22. November 2024 Alles muss raus!

taktlos 77: Neue Musik für Kinder

Neue Musik für Kinder
Musik: Charles Ives: Three Places in New England Nr. 3 The Housatonic at Stockbridge von Anfang, unter dem Text lassen
Autor: „Elfjährige sind – was den Musikgeschmack betrifft – erstaunlich fertig. Die entscheidenden prägenden Erfahrungen sind heute, stärker als in der Vergangenheit, bereits in der Kindheit zu suchen“, sagte der Musikpsychologe Klaus-Ernst Behne 2001 bei der Eröffnung des Kongresses „Konzerte für Kinder“ – einer Initiative der Jeunesses musicales Deutschland.

Umso wichtiger muss es scheinen, die Vielfältigkeit der musikalischen Welt Kindern zur qualifizierten Auswahl zu überlassen. Diese Auswahl kann nicht nach Maßstäben von Verkaufszahlen oder der Omnipräsenz bestimmter Musik in den Medien erfolgen. Das würde nur zum Schließen des Kreislaufs führen und zu eben dem Kurzschluss von Musikerfahrungen, die unsere Musikkultur in den existierenden Dämmerschlaf aus Massenflachsinn mit kleinen Notzelten für musikalische Orchideen gebracht hat.

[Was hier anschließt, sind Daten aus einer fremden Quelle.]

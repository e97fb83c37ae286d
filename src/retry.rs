use std::future::Future;
use std::time::Duration;
use thiserror::Error;
use tokio_util::sync::CancellationToken;
use tracing::{debug, warn};

/// Why a retried operation ultimately gave up.
#[derive(Error, Debug, PartialEq)]
pub enum RetryError<E> {
    /// Every attempt failed; carries the last error
    #[error("retries exhausted: {0}")]
    Exhausted(E),

    /// The cancellation token fired between attempts
    #[error("operation cancelled")]
    Cancelled,
}

/// Explicit retry policy: attempt count, backoff curve, and cancellation
/// in one place instead of nested timers scattered through callbacks.
#[derive(Debug, Clone, PartialEq)]
pub struct RetryPolicy {
    pub max_attempts: u32,
    pub base_delay: Duration,
    pub max_delay: Duration,
    pub exponential: bool,
}

impl Default for RetryPolicy {
    fn default() -> Self {
        Self {
            max_attempts: 3,
            base_delay: Duration::from_secs(1),
            max_delay: Duration::from_secs(30),
            exponential: true,
        }
    }
}

impl RetryPolicy {
    /// Fixed-delay policy
    pub fn fixed(max_attempts: u32, delay: Duration) -> Self {
        Self {
            max_attempts,
            base_delay: delay,
            max_delay: delay,
            exponential: false,
        }
    }

    /// Single attempt, no waiting
    pub fn once() -> Self {
        Self::fixed(1, Duration::ZERO)
    }

    /// Delay before the given retry (attempt numbering starts at 1; the
    /// first attempt has no delay)
    pub fn delay_for(&self, attempt: u32) -> Duration {
        if attempt <= 1 {
            return Duration::ZERO;
        }

        if !self.exponential {
            return self.base_delay.min(self.max_delay);
        }

        let exponent = (attempt - 2).min(16);
        let factor = 1u64 << exponent;
        self.base_delay
            .saturating_mul(factor as u32)
            .min(self.max_delay)
    }

    /// Run `op` until it succeeds, attempts run out, or the token fires.
    pub async fn run<T, E, F, Fut>(
        &self,
        token: &CancellationToken,
        mut op: F,
    ) -> Result<T, RetryError<E>>
    where
        E: std::fmt::Display,
        F: FnMut() -> Fut,
        Fut: Future<Output = Result<T, E>>,
    {
        let mut last_error = None;

        for attempt in 1..=self.max_attempts.max(1) {
            let delay = self.delay_for(attempt);
            if !delay.is_zero() {
                debug!("Waiting {:?} before attempt {}", delay, attempt);
                tokio::select! {
                    _ = token.cancelled() => return Err(RetryError::Cancelled),
                    _ = tokio::time::sleep(delay) => {}
                }
            }

            if token.is_cancelled() {
                return Err(RetryError::Cancelled);
            }

            match op().await {
                Ok(value) => return Ok(value),
                Err(err) => {
                    warn!(
                        "Attempt {}/{} failed: {}",
                        attempt,
                        self.max_attempts.max(1),
                        err
                    );
                    last_error = Some(err);
                }
            }
        }

        match last_error {
            Some(err) => Err(RetryError::Exhausted(err)),
            None => Err(RetryError::Cancelled),
        }
    }
}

Falsch wäre es jedoch auch, den Kanon der Musik nach Maßstäben der über Jahrhunderte gewachsenen bürgerlichen Musikkultur einzugrenzen. Nach dem Motto „Kagel und Stockhausen -“ oder gar „Mozart oder Beethoven für Kinder“ würde man allen Beteiligten schaden. Dabei entstünde eine neue Art erzwungener musikpädagogischer Musik, die, sozusagen in didaktischer Untersuchungshaft, nur blutleere musikalische Erfahrungen produzieren würde.

Also einen Schritt zurück. Wenn Klaus-Ernst Behnes Untersuchungen richtig sein sollten, dann ist zu konstatieren, dass in der frühen Kindheit praktisch jede Musik neu ist, sofern sie nicht zuvor längst mit Dudelfunk und Lehrplanmusik nach Nürnberger Methode eingetrichtert worden ist. Und darum geht es schließlich: Kindern die Möglichkeit für Primärerfahrungen einzuräumen, ihnen den Raum in die musikalische Welt zu öffnen. Die Frage in unserer Gesellschaft kann nicht sein: Bach oder Cage, sie kann auch nicht sein Volkslieder oder Chart-Hits. Sie kann nur sein: Warum brauchen Kinder Musik und wie können sie auf Musik zugehen, dass es ihnen Vergnügen oder Freude bereitet. Wie können Kinder eine Freiheit zur Musik finden?

Leider sind das Fragen, die nicht durch Kompositionen, Theorien, pädagogische Konzepte oder musikalische Erfahrungen allein gelöst werden können, sondern im Kern die Bedeutung der Musik in unserer Gesellschaft selbst betreffen. Nicht die Kinder müssen sich ändern, nicht die Musik, die Gesellschaft muss es. Wir brauchen nicht neue Musik für Kinder sondern eine neue Gesellschaft.

Musik: Charles Ives: Three Places in New England Nr. 3 The Housatonic at Stockbridge (eine Minute vor Schluss etwa gibt es eine Steigerung)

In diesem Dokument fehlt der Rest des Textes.